▼

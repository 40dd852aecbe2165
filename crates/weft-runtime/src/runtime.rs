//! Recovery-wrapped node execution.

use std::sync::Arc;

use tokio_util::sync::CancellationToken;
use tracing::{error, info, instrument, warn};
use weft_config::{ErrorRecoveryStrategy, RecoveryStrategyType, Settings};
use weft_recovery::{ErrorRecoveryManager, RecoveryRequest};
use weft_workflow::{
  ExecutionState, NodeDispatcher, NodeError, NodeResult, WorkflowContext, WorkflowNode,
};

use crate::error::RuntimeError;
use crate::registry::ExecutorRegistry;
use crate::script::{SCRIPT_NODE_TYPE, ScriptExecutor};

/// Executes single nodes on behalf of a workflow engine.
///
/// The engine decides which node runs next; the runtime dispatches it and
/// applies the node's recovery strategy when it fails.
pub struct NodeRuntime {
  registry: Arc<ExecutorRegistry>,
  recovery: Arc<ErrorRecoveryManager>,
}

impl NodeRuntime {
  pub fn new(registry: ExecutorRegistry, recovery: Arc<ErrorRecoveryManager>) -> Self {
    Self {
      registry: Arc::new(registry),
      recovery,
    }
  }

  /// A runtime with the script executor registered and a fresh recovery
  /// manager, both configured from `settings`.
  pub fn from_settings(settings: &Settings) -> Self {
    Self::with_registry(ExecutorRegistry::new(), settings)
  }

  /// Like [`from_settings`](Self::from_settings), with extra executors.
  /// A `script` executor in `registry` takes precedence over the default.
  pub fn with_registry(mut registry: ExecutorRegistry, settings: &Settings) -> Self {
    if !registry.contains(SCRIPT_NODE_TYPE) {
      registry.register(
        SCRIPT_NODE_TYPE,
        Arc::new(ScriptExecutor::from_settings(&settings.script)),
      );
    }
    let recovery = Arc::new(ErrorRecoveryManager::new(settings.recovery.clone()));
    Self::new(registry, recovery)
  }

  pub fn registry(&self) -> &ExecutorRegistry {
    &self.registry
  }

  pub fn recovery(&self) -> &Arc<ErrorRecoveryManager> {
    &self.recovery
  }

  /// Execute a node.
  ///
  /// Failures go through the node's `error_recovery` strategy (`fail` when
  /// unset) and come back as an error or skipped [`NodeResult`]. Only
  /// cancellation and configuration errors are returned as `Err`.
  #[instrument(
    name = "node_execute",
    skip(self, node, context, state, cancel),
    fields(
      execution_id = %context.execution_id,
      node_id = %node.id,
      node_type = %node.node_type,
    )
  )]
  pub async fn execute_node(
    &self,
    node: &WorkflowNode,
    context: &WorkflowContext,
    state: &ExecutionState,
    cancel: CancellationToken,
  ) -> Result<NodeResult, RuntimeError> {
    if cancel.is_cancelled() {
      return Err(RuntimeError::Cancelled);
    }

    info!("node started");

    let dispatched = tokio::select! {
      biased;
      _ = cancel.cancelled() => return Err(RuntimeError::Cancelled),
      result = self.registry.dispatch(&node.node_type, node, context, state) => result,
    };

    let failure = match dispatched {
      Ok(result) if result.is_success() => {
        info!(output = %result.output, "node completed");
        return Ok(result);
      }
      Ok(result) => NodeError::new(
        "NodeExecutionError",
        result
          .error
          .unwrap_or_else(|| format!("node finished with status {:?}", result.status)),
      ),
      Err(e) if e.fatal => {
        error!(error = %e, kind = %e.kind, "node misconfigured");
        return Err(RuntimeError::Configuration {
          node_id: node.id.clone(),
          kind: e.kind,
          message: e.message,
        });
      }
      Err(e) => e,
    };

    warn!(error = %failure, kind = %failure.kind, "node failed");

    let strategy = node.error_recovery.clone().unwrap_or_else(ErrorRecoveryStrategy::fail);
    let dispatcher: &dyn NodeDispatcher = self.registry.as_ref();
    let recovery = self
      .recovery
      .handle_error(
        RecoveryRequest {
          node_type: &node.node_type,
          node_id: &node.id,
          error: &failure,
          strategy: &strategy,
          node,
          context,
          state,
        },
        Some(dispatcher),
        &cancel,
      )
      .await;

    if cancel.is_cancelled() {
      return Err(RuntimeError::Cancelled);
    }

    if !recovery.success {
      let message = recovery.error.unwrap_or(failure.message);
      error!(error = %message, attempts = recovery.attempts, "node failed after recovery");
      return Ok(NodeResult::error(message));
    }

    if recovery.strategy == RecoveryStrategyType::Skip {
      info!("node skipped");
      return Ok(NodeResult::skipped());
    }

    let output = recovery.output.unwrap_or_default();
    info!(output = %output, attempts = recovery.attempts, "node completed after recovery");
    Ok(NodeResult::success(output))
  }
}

▲

REQUIRED ACTION: Which lines above contain the word "output"? Copy all of them.

SOLVED PROBLEM:
        info!(output = %result.output, "node completed");
    let output = recovery.output.unwrap_or_default();
    info!(output = %output, attempts = recovery.attempts, "node completed after recovery");
    Ok(NodeResult::success(output))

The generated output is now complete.